* _EXERCISE BRIEF_
Produce a perfect copy of the listing, matching each line.

* _INPUT_
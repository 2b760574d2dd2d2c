use core::{mem, slice};

#[cfg(feature = "atsama5d27")]
use armv7::structures::paging::TranslationTableMemory;
#[cfg(all(feature = "atsama5d27", feature = "debug-print"))]
use armv7::{
    VirtualAddress,
    structures::paging::{
        InMemoryRegister, PageTableDescriptor, Readable, SMALL_PAGE_FLAGS, TranslationTableDescriptor,
        TranslationTableType,
    },
};

use crate::*;

pub const MINIELF_FLG_W: u8 = 1;
#[allow(dead_code)]
pub const MINIELF_FLG_NC: u8 = 2;
#[allow(dead_code)]
pub const MINIELF_FLG_X: u8 = 4;
#[allow(dead_code)]
pub const MINIELF_FLG_EHF: u8 = 8;
#[allow(dead_code)]
pub const MINIELF_FLG_EHH: u8 = 0x10;

#[repr(C)]
#[derive(Debug)]
pub struct MiniElfSection {
    // Virtual address of this section
    pub virt: u32,

    // A combination of the size and flags
    size_and_flags: u32,
}

impl MiniElfSection {
    pub fn len(&self) -> usize {
        // Strip off the top four bits, which contain the flags.
        let len = self.size_and_flags & !0xff00_0000;
        len as usize
    }

    pub fn flags(&self) -> usize {
        let le_bytes = self.size_and_flags >> 24;
        le_bytes as usize
    }

    pub fn no_copy(&self) -> bool { self.size_and_flags & (1 << 25) != 0 }
}

/// Describes a Mini ELF file, suitable for loading into RAM
pub struct MiniElf {
    /// Offset of the source data relative to the start of the image file
    pub load_offset: u32,

    /// Virtual address of the entrypoint
    pub entry_point: u32,

    /// All of the sections inside this file
    pub sections: &'static [MiniElfSection],
}
// SPDX-FileCopyrightText: 2020 Sean Cross <sean@xobs.io>
// SPDX-FileCopyrightText: 2022 Foundation Devices, Inc. <hello@foundationdevices.com>
// SPDX-FileCopyrightText: 2024 bunnie <bunnie@kosagi.com>
// SPDX-License-Identifier: Apache-2.0

// FIXME(static_mut_refs): Do not allow `static_mut_refs` lint
#![allow(static_mut_refs)]

#[cfg(feature = "bao1x")]
use utralib::generated::*;
#[cfg(feature = "bao1x")]
use xous_kernel::{MemoryFlags, MemoryType};

#[cfg(feature = "bao1x")]
use crate::{PID, io::SerialWrite, mem::MemoryManager};

/// UART virtual address.
///
/// See https://github.com/betrusted-io/xous-core/blob/master/docs/memory.md
#[cfg(feature = "bao1x")]
pub const UART_ADDR: usize = 0xffcf_0000;

/// UART instance.
///
/// Initialized by [`init`].
#[cfg(feature = "bao1x")]
pub static mut UART: Option<Uart> = None;

#[cfg(feature = "bao1x")]
pub fn init() {
    // Map the UART peripheral.
    MemoryManager::with_mut(|memory_manager| {
        memory_manager
            .map_range(
                utra::duart::HW_DUART_BASE as *mut u8,
                (UART_ADDR & !4095) as *mut u8,
                4096,
                PID::new(1).unwrap(),
                MemoryFlags::R | MemoryFlags::W,
                MemoryType::Default,
            )
            .expect("unable to map serial port")
    });
    let mut uart = Uart::new(UART_ADDR);
    uart.init();
    unsafe {
        UART = Some(uart);
        crate::debug::shell::init((&mut *(&raw mut UART)).as_mut().unwrap());
    }
}

#[cfg(feature = "bao1x")]
pub struct Uart {
    uart_csr: CSR<u32>,
}

#[cfg(feature = "bao1x")]
impl Uart {
    pub fn new(addr: usize) -> Uart { Uart { uart_csr: CSR::new(addr as *mut u32) } }

    pub fn init(&mut self) {
        // duart requires no special initializations
    }
}

#[cfg(feature = "bao1x")]
impl SerialWrite for Uart {
    fn putc(&mut self, c: u8) {
        while self.uart_csr.r(utra::duart::SFR_SR) != 0 {}
        self.uart_csr.wo(utra::duart::SFR_TXD, c as u32);
    }
}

* _ANSWER_
repository 2b760574d2dd2d2c
use core::{mem, slice};

#[cfg(feature = "atsama5d27")]
use armv7::structures::paging::TranslationTableMemory;
#[cfg(all(feature = "atsama5d27", feature = "debug-print"))]
use armv7::{
    VirtualAddress,
    structures::paging::{
        InMemoryRegister, PageTableDescriptor, Readable, SMALL_PAGE_FLAGS, TranslationTableDescriptor,
        TranslationTableType,
    },
};

use crate::*;

pub const MINIELF_FLG_W: u8 = 1;
#[allow(dead_code)]
pub const MINIELF_FLG_NC: u8 = 2;
#[allow(dead_code)]
pub const MINIELF_FLG_X: u8 = 4;
#[allow(dead_code)]
pub const MINIELF_FLG_EHF: u8 = 8;
#[allow(dead_code)]
pub const MINIELF_FLG_EHH: u8 = 0x10;

#[repr(C)]
#[derive(Debug)]
pub struct MiniElfSection {
    // Virtual address of this section
    pub virt: u32,

    // A combination of the size and flags
    size_and_flags: u32,
}

impl MiniElfSection {
    pub fn len(&self) -> usize {
        // Strip off the top four bits, which contain the flags.
        let len = self.size_and_flags & !0xff00_0000;
        len as usize
    }

    pub fn flags(&self) -> usize {
        let le_bytes = self.size_and_flags >> 24;
        le_bytes as usize
    }

    pub fn no_copy(&self) -> bool { self.size_and_flags & (1 << 25) != 0 }
}

/// Describes a Mini ELF file, suitable for loading into RAM
pub struct MiniElf {
    /// Offset of the source data relative to the start of the image file
    pub load_offset: u32,

    /// Virtual address of the entrypoint
    pub entry_point: u32,

    /// All of the sections inside this file
    pub sections: &'static [MiniElfSection],
}
// SPDX-FileCopyrightText: 2020 Sean Cross <sean@xobs.io>
// SPDX-FileCopyrightText: 2022 Foundation Devices, Inc. <hello@foundationdevices.com>
// SPDX-FileCopyrightText: 2024 bunnie <bunnie@kosagi.com>
// SPDX-License-Identifier: Apache-2.0

// FIXME(static_mut_refs): Do not allow `static_mut_refs` lint
#![allow(static_mut_refs)]

#[cfg(feature = "bao1x")]
use utralib::generated::*;
#[cfg(feature = "bao1x")]
use xous_kernel::{MemoryFlags, MemoryType};

#[cfg(feature = "bao1x")]
use crate::{PID, io::SerialWrite, mem::MemoryManager};

/// UART virtual address.
///
/// See https://github.com/betrusted-io/xous-core/blob/master/docs/memory.md
#[cfg(feature = "bao1x")]
pub const UART_ADDR: usize = 0xffcf_0000;

/// UART instance.
///
/// Initialized by [`init`].
#[cfg(feature = "bao1x")]
pub static mut UART: Option<Uart> = None;

#[cfg(feature = "bao1x")]
pub fn init() {
    // Map the UART peripheral.
    MemoryManager::with_mut(|memory_manager| {
        memory_manager
            .map_range(
                utra::duart::HW_DUART_BASE as *mut u8,
                (UART_ADDR & !4095) as *mut u8,
                4096,
                PID::new(1).unwrap(),
                MemoryFlags::R | MemoryFlags::W,
                MemoryType::Default,
            )
            .expect("unable to map serial port")
    });
    let mut uart = Uart::new(UART_ADDR);
    uart.init();
    unsafe {
        UART = Some(uart);
        crate::debug::shell::init((&mut *(&raw mut UART)).as_mut().unwrap());
    }
}

#[cfg(feature = "bao1x")]
pub struct Uart {
    uart_csr: CSR<u32>,
}

#[cfg(feature = "bao1x")]
impl Uart {
    pub fn new(addr: usize) -> Uart { Uart { uart_csr: CSR::new(addr as *mut u32) } }

    pub fn init(&mut self) {
        // duart requires no special initializations
    }
}

#[cfg(feature = "bao1x")]
impl SerialWrite for Uart {
    fn putc(&mut self, c: u8) {
        while self.uart_csr.r(utra::duart::SFR_SR) != 0 {}
        self.uart_csr.wo(utra::duart::SFR_TXD, c as u32);
    }
}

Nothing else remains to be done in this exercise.